Action item: Filter out all lines without the word "comparison" from the data below, please, and copy the rest.

Dataset records:
=== Begin Enclosure ===

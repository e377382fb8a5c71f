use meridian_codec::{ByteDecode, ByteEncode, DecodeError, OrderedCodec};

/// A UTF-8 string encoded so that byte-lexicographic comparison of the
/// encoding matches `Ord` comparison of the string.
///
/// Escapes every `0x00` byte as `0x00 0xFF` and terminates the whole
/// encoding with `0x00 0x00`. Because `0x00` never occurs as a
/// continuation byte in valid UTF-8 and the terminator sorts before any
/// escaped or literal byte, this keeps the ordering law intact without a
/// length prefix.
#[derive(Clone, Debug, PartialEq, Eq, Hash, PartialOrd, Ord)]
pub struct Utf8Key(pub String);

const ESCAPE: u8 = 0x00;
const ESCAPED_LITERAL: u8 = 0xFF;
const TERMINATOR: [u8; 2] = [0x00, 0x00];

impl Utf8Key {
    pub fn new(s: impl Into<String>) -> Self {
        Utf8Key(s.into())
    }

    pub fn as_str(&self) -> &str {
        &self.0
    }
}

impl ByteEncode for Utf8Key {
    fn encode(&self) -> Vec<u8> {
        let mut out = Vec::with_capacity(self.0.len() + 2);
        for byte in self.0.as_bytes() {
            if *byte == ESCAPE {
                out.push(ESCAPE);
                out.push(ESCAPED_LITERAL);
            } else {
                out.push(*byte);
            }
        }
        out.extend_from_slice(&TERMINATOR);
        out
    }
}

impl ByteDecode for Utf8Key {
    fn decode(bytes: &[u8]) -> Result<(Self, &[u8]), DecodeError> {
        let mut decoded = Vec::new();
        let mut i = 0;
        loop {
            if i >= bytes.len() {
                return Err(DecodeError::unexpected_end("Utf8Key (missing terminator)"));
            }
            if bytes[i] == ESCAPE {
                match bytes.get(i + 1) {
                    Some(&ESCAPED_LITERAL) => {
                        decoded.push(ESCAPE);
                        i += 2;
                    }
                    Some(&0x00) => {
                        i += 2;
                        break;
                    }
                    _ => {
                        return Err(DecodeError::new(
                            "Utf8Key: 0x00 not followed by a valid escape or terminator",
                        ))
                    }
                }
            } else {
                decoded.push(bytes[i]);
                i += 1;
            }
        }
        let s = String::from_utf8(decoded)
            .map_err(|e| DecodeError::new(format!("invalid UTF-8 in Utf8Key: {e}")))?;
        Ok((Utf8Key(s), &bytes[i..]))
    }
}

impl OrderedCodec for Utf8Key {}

=== End Enclosure ===
=== Begin Enclosure ===

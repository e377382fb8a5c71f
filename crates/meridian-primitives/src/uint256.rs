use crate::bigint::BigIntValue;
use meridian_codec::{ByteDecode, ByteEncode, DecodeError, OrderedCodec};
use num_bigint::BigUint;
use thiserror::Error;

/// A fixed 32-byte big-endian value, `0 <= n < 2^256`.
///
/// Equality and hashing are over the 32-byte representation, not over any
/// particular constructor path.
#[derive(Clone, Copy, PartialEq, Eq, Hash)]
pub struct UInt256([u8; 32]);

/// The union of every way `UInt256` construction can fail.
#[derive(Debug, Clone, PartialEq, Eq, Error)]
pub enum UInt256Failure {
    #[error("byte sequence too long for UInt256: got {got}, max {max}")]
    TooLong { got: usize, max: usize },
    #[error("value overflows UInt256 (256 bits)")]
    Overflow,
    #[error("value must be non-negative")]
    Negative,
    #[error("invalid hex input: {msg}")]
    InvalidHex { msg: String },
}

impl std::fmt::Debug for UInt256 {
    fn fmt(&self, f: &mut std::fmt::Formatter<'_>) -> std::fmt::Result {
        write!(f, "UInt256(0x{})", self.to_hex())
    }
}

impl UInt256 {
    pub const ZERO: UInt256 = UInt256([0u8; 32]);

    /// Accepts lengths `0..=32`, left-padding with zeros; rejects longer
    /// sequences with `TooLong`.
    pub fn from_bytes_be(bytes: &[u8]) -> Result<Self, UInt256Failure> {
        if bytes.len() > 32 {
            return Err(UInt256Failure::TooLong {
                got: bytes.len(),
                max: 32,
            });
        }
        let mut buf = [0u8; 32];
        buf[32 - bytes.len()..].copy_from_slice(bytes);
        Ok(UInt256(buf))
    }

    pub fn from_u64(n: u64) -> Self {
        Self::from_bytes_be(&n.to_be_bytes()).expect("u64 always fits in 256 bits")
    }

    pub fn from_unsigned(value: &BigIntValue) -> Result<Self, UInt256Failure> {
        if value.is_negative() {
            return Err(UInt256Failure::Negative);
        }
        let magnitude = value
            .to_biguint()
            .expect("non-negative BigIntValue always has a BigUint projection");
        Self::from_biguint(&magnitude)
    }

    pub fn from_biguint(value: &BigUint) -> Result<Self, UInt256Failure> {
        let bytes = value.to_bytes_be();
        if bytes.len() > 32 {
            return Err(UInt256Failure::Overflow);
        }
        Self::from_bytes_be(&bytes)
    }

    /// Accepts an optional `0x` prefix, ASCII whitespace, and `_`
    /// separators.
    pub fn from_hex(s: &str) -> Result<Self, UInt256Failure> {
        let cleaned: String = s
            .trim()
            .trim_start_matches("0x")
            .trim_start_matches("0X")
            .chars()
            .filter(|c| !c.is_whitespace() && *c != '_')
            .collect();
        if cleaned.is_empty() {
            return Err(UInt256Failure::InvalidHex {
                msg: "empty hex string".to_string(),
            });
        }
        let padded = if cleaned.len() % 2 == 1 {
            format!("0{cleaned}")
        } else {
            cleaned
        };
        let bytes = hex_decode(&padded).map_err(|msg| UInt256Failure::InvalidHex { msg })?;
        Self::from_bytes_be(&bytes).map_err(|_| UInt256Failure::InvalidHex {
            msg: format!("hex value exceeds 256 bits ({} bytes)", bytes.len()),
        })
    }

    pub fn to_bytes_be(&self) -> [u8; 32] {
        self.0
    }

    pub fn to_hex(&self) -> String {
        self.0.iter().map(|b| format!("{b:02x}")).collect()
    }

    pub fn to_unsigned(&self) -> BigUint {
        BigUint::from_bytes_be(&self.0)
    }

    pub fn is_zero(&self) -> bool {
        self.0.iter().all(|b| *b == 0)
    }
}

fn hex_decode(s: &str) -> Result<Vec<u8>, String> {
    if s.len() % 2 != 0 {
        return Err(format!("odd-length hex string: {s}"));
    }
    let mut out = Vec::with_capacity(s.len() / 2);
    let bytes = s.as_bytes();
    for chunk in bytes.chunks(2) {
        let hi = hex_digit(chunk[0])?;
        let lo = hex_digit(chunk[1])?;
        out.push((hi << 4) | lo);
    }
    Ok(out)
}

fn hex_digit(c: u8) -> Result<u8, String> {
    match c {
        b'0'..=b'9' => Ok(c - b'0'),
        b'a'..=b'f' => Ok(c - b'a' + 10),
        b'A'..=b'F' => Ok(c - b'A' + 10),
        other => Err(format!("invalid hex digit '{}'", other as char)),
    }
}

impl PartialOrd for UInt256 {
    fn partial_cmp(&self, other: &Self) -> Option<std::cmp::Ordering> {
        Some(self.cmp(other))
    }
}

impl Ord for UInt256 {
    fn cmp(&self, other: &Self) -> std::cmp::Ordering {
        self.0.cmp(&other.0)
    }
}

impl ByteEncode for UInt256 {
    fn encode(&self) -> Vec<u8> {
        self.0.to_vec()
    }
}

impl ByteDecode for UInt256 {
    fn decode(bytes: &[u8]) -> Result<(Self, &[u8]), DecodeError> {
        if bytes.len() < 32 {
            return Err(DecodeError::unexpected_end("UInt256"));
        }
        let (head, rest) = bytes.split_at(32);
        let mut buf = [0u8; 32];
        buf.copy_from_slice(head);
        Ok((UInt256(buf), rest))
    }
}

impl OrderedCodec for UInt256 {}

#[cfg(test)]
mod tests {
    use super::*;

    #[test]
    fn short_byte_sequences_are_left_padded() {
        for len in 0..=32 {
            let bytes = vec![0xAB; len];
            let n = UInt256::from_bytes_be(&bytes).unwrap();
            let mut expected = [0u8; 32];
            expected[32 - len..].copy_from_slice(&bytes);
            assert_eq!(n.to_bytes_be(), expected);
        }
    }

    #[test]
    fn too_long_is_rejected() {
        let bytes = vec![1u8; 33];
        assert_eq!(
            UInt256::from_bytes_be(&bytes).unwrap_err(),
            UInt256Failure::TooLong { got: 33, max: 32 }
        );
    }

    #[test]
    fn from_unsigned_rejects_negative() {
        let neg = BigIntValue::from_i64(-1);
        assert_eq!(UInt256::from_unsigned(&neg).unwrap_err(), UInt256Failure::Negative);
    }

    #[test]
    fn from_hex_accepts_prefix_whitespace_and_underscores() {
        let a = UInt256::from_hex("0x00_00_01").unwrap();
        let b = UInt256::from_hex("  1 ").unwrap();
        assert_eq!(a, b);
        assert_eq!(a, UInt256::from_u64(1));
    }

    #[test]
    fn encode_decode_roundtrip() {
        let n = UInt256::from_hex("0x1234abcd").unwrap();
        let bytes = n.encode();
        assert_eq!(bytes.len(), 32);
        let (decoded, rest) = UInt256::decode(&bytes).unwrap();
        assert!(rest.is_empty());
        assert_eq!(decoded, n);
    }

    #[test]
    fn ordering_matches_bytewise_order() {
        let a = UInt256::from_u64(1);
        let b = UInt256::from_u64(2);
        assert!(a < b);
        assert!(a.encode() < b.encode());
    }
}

=== End Enclosure ===

Task result:
/// A UTF-8 string encoded so that byte-lexicographic comparison of the
/// encoding matches `Ord` comparison of the string.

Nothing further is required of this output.